HOW TO COMPLETE THIS TASK:
Search the entries below for the word "Duration" and copy every line where it appears.

• • • • •

//! Unit of work over committed storage
//!
//! A unit of work buffers the writes of one load-mutate-persist sequence and
//! makes them visible to everyone else only when the transaction manager
//! commits it.
//!
//! # Isolation
//!
//! Reads are read-committed with read-your-writes:
//! 1. **write_set**: returns this unit of work's own buffered write
//! 2. **storage**: returns the latest committed state
//!
//! There is no commit-time validation. Two units of work that read the same
//! committed state and both commit produce a lost update; serializing them is
//! the lock's job, and making the first one's commit visible before the second
//! one reads is the boundary strategy's job.
//!
//! # Bound locks
//!
//! A [`LockGuard`] can be bound to a unit of work with [`UnitOfWork::bind_lock`].
//! The transaction manager then checks the guard's lease before applying
//! writes and releases it only once the unit of work is committed or rolled
//! back. A unit of work dropped without settling releases its guards on drop.

use crate::coordinator::LockGuard;
use parking_lot::Mutex;
use std::collections::BTreeMap;
use std::fmt;
use std::sync::Arc;
use std::time::{Duration, Instant};
use strata_core::traits::Storage;
use strata_core::{Stock, StockId, StrataError, StrataResult};

/// Status of a unit of work in its lifecycle
///
/// State transitions:
/// - `Active` → `Committed` (commit succeeded)
/// - `Active` → `Aborted` (rollback, body error or commit failure)
///
/// Terminal states (no transitions allowed):
/// - `Committed`
/// - `Aborted`
#[derive(Debug, Clone, PartialEq, Eq)]
pub enum TransactionStatus {
    /// Unit of work is executing, can read/write
    Active,
    /// Writes are durable and visible
    Committed {
        /// Version assigned by the commit
        version: u64,
    },
    /// Writes were discarded
    Aborted {
        /// Human-readable reason for abort
        reason: String,
    },
}

impl fmt::Display for TransactionStatus {
    fn fmt(&self, f: &mut fmt::Formatter<'_>) -> fmt::Result {
        match self {
            TransactionStatus::Active => f.write_str("Active"),
            TransactionStatus::Committed { version } => write!(f, "Committed@{}", version),
            TransactionStatus::Aborted { reason } => write!(f, "Aborted({})", reason),
        }
    }
}

/// Per-transaction bookkeeping
#[derive(Debug)]
pub struct TransactionContext {
    /// Unique transaction id
    pub txn_id: u64,
    /// Buffered writes, applied at commit
    pub write_set: BTreeMap<StockId, Stock>,
    /// Lifecycle state
    pub status: TransactionStatus,
    /// Locks released after this unit of work settles
    bound_locks: Vec<LockGuard>,
    start_time: Instant,
}

impl TransactionContext {
    /// Create an active context
    pub fn new(txn_id: u64) -> Self {
        Self {
            txn_id,
            write_set: BTreeMap::new(),
            status: TransactionStatus::Active,
            bound_locks: Vec::new(),
            start_time: Instant::now(),
        }
    }

    /// True while reads and writes are allowed
    pub fn is_active(&self) -> bool {
        self.status == TransactionStatus::Active
    }

    /// Fail unless active
    ///
    /// # Errors
    ///
    /// Returns `TransactionNotActive` carrying the current state.
    pub fn ensure_active(&self) -> StrataResult<()> {
        if self.is_active() {
            Ok(())
        } else {
            Err(StrataError::TransactionNotActive {
                state: self.status.to_string(),
            })
        }
    }

    /// Mark committed at `version`
    pub fn mark_committed(&mut self, version: u64) -> StrataResult<()> {
        self.ensure_active()?;
        self.status = TransactionStatus::Committed { version };
        Ok(())
    }

    /// Discard buffered writes and mark aborted
    pub fn mark_aborted(&mut self, reason: impl Into<String>) -> StrataResult<()> {
        self.ensure_active()?;
        self.write_set.clear();
        self.status = TransactionStatus::Aborted {
            reason: reason.into(),
        };
        Ok(())
    }

    /// Number of buffered writes
    pub fn pending_writes(&self) -> usize {
        self.write_set.len()
    }

    /// Locks bound to this unit of work
    pub fn bound_locks(&self) -> &[LockGuard] {
        &self.bound_locks
    }

    /// Detach bound locks so the caller can release them
    pub(crate) fn take_bound_locks(&mut self) -> Vec<LockGuard> {
        std::mem::take(&mut self.bound_locks)
    }

    /// Time since the context was created
    pub fn elapsed(&self) -> Duration {
        self.start_time.elapsed()
    }
}

/// Shared handle to one unit of work
///
/// Cloning the handle does not start a new unit of work; every clone sees the
/// same buffered writes and the same status. This is how an ambient unit of
/// work is joined by the operations it encloses.
#[derive(Clone)]
pub struct UnitOfWork {
    ctx: Arc<Mutex<TransactionContext>>,
    storage: Arc<dyn Storage>,
}

impl fmt::Debug for UnitOfWork {
    fn fmt(&self, f: &mut fmt::Formatter<'_>) -> fmt::Result {
        let ctx = self.ctx.lock();
        f.debug_struct("UnitOfWork")
            .field("txn_id", &ctx.txn_id)
            .field("status", &ctx.status)
            .field("pending_writes", &ctx.write_set.len())
            .finish()
    }
}

impl UnitOfWork {
    pub(crate) fn new(ctx: TransactionContext, storage: Arc<dyn Storage>) -> Self {
        Self {
            ctx: Arc::new(Mutex::new(ctx)),
            storage,
        }
    }

    /// Transaction id
    pub fn txn_id(&self) -> u64 {
        self.ctx.lock().txn_id
    }

    /// Current lifecycle state
    pub fn status(&self) -> TransactionStatus {
        self.ctx.lock().status.clone()
    }

    /// True while reads and writes are allowed
    pub fn is_active(&self) -> bool {
        self.ctx.lock().is_active()
    }

    /// Number of buffered writes
    pub fn pending_writes(&self) -> usize {
        self.ctx.lock().pending_writes()
    }

    /// True if both handles refer to the same unit of work
    pub fn same_as(&self, other: &UnitOfWork) -> bool {
        Arc::ptr_eq(&self.ctx, &other.ctx)
    }

    /// Load a stock, preferring this unit of work's own buffered write
    ///
    /// # Errors
    ///
    /// Returns `TransactionNotActive` after commit/rollback, or a storage error.
    pub fn find_by_id(&self, id: StockId) -> StrataResult<Option<Stock>> {
        let ctx = self.ctx.lock();
        ctx.ensure_active()?;

        if let Some(stock) = ctx.write_set.get(&id) {
            return Ok(Some(stock.clone()));
        }

        Ok(self.storage.get(id)?.map(|committed| committed.stock))
    }

    /// Load a stock that must exist
    ///
    /// # Errors
    ///
    /// Returns `NotFound` if no stock with `id` is visible.
    pub fn get_by_id(&self, id: StockId) -> StrataResult<Stock> {
        self.find_by_id(id)?.ok_or(StrataError::NotFound { id })
    }

    /// Buffer a write; visible to this unit of work immediately and to
    /// others only after commit
    ///
    /// # Errors
    ///
    /// Returns `TransactionNotActive` after commit/rollback.
    pub fn save_and_flush(&self, stock: &Stock) -> StrataResult<()> {
        let mut ctx = self.ctx.lock();
        ctx.ensure_active()?;
        ctx.write_set.insert(stock.id(), stock.clone());
        Ok(())
    }

    /// Keep `guard` held until this unit of work commits or rolls back
    ///
    /// # Errors
    ///
    /// Returns `TransactionNotActive` after commit/rollback; the guard is
    /// released immediately in that case.
    pub fn bind_lock(&self, guard: LockGuard) -> StrataResult<()> {
        let mut ctx = self.ctx.lock();
        ctx.ensure_active()?;
        ctx.bound_locks.push(guard);
        Ok(())
    }

    /// Number of locks bound to this unit of work
    pub fn bound_lock_count(&self) -> usize {
        self.ctx.lock().bound_locks.len()
    }

    /// Run `f` with exclusive access to the context
    pub(crate) fn with_context<T>(&self, f: impl FnOnce(&mut TransactionContext) -> T) -> T {
        let mut ctx = self.ctx.lock();
        f(&mut ctx)
    }
}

• • • • •

REPLY TO THE EXERCISE:
use std::time::{Duration, Instant};
    pub fn elapsed(&self) -> Duration {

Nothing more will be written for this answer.